Так, Коммунистическая партия получила на последних выборах 1956 года 157 голосов, но партийной ячейки у коммунистов в Монтеграно нет. Их местный представитель – портной, который читает ежедневную коммунистическую газету L’Unità, но никаких других связей с партийными структурами не поддерживает. Взгляды его далеки от ортодоксальных:
Мы, коммунисты, люди на самом деле не такие плохие. Кроме хлеба и работы, нам больше ничего не нужно. Главное для нас – бороться, чтобы все в городе было по справедливости. Например, кто-то работал на постройке новой мэрии все время, с самого начала и до самого конца. А другие просились на стройку хотя бы на несколько дней, только чтобы на хлеб заработать, но им ничего не досталось. Это было несправедливо. А еще чиновники в мэрии получали посылки из Америки. С кем-то они делились, а с другими нет. Это тоже было несправедливо.
В конце войны Америка совершила огромную ошибку, уверен портной-коммунист:
Когда Америка оккупировала Италию, она должна была здесь остаться. Так для нас было бы намного лучше.

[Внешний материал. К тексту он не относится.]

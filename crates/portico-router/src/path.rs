//! Path pattern matching.

use crate::error::{Result, RouterError};
use crate::request::PathParams;

/// A segment in a path pattern.
#[derive(Debug, Clone, PartialEq, Eq)]
enum PathSegment {
    /// A literal string segment, compared byte for byte.
    Literal(String),
    /// A parameter segment (e.g., `:id`).
    Param(String),
}

/// A compiled path pattern for matching URLs.
///
/// Patterns are split on `/` exactly like request paths, so the segment
/// count is fixed: `/blog/:id` never matches `/blog` or `/blog/1/edit`, and
/// `/blog/` is a different pattern from `/blog`.
#[derive(Debug, Clone, PartialEq, Eq)]
pub struct PathPattern {
    /// The original pattern string.
    pattern: String,
    /// Parsed segments.
    segments: Vec<PathSegment>,
    /// Parameter names in order.
    param_names: Vec<String>,
}

impl PathPattern {
    /// Parses a path pattern string.
    ///
    /// Pattern syntax:
    /// - `/blog` - Literal path
    /// - `/blog/item/:id` - Path with parameter
    ///
    /// Parameter names must be non-empty and unique within the pattern.
    ///
    /// # Example
    ///
    /// ```
    /// use portico_router::PathPattern;
    ///
    /// let pattern = PathPattern::parse("/show/:category/:title/:id").unwrap();
    /// let params = pattern.match_path("/show/news/hello-world/42").unwrap();
    /// assert_eq!(params.get("category"), Some("news"));
    /// assert_eq!(params.get("id"), Some("42"));
    /// ```
    pub fn parse(pattern: &str) -> Result<Self> {
        let mut segments = Vec::new();
        let mut param_names: Vec<String> = Vec::new();

        for part in pattern.split('/') {
            if let Some(name) = part.strip_prefix(':') {
                if name.is_empty() {
                    return Err(RouterError::InvalidPattern(format!(
                        "{pattern}: empty parameter name"
                    )));
                }
                if param_names.iter().any(|n| n == name) {
                    return Err(RouterError::DuplicateParam {
                        pattern: pattern.to_string(),
                        name: name.to_string(),
                    });
                }
                param_names.push(name.to_string());
                segments.push(PathSegment::Param(name.to_string()));
            } else {
                segments.push(PathSegment::Literal(part.to_string()));
            }
        }

        Ok(Self {
            pattern: pattern.to_string(),
            segments,
            param_names,
        })
    }

    /// Attempts to match a path against this pattern.
    ///
    /// Returns extracted parameters if the path matches. Parameter segments
    /// accept any value, including the empty string.
    pub fn match_path(&self, path: &str) -> Option<PathParams> {
        let parts: Vec<&str> = path.split('/').collect();
        if parts.len() != self.segments.len() {
            return None;
        }

        let mut params = PathParams::new();
        for (segment, part) in self.segments.iter().zip(parts) {
            match segment {
                PathSegment::Param(name) => params.insert(name.as_str(), part),
                PathSegment::Literal(literal) if literal == part => {}
                PathSegment::Literal(_) => return None,
            }
        }

        Some(params)
    }

    /// Returns the original pattern string.
    pub fn pattern(&self) -> &str {
        &self.pattern
    }

    /// Returns the parameter names.
    pub fn param_names(&self) -> &[String] {
        &self.param_names
    }
}

impl std::fmt::Display for PathPattern {
    fn fmt(&self, f: &mut std::fmt::Formatter<'_>) -> std::fmt::Result {
        f.write_str(&self.pattern)
    }
}

#[cfg(test)]
mod tests {
    use super::*;

    fn pattern(s: &str) -> PathPattern {
        PathPattern::parse(s).unwrap()
    }

    #[test]
    fn test_literal_path() {
        let pattern = pattern("/blog");
        assert!(pattern.match_path("/blog").is_some());
        assert!(pattern.match_path("/posts").is_none());
        assert!(pattern.match_path("/Blog").is_none());
    }

    #[test]
    fn test_no_trailing_slash_normalization() {
        assert!(pattern("/blog").match_path("/blog/").is_none());
        assert!(pattern("/blog/").match_path("/blog").is_none());
    }

    #[test]
    fn test_single_param() {
        let params = pattern("/blog/item/:id").match_path("/blog/item/123").unwrap();
        assert_eq!(params.get("id"), Some("123"));
    }

    #[test]
    fn test_multiple_params_keep_pattern_order() {
        let params = pattern("/show/:category/:title/:id")
            .match_path("/show/news/hello-world/42")
            .unwrap();
        let pairs: Vec<(&str, &str)> = params.iter().collect();
        assert_eq!(
            pairs,
            vec![("category", "news"), ("title", "hello-world"), ("id", "42")]
        );
    }

    #[test]
    fn test_segment_count_mismatch() {
        let pattern = pattern("/blog/cat/:category");
        assert!(pattern.match_path("/blog/cat").is_none());
        assert!(pattern.match_path("/blog/cat/tech/extra").is_none());
    }

    #[test]
    fn test_param_binds_empty_segment() {
        let params = pattern("/blog/item/:id").match_path("/blog/item/").unwrap();
        assert_eq!(params.get("id"), Some(""));
    }

    #[test]
    fn test_empty_path() {
        assert!(pattern("").match_path("").is_some());
        assert!(pattern("/").match_path("").is_none());
        assert!(pattern("").match_path("/").is_none());
    }

    #[test]
    fn test_root_path() {
        let root = pattern("/");
        assert!(root.match_path("/").is_some());
        assert!(root.match_path("/blog").is_none());
    }

    #[test]
    fn test_param_names() {
        let pattern = pattern("/show/:category/:title/:id");
        assert_eq!(pattern.param_names(), ["category", "title", "id"]);
        assert_eq!(pattern.pattern(), "/show/:category/:title/:id");
    }

    #[test]
    fn test_duplicate_param_rejected() {
        let err = PathPattern::parse("/a/:id/b/:id").unwrap_err();
        assert_eq!(
            err,
            RouterError::DuplicateParam {
                pattern: "/a/:id/b/:id".to_string(),
                name: "id".to_string(),
            }
        );
    }

    #[test]
    fn test_empty_param_name_rejected() {
        assert!(matches!(
            PathPattern::parse("/blog/:"),
            Err(RouterError::InvalidPattern(_))
        ));
    }
}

Директор школьного округа Фармузо – тоже коммунист и даже успел побывать коммунистическим мэром одного из окрестных городков. Он может обсуждать политику в частных, неформальных разговорах, но, будучи должностным лицом, в местных партийных делах участия не принимает. Во время предвыборных кампаний в Монтеграно приезжают коммунистические агитаторы из Бассо, городка побольше, где есть профессиональные партийные функционеры.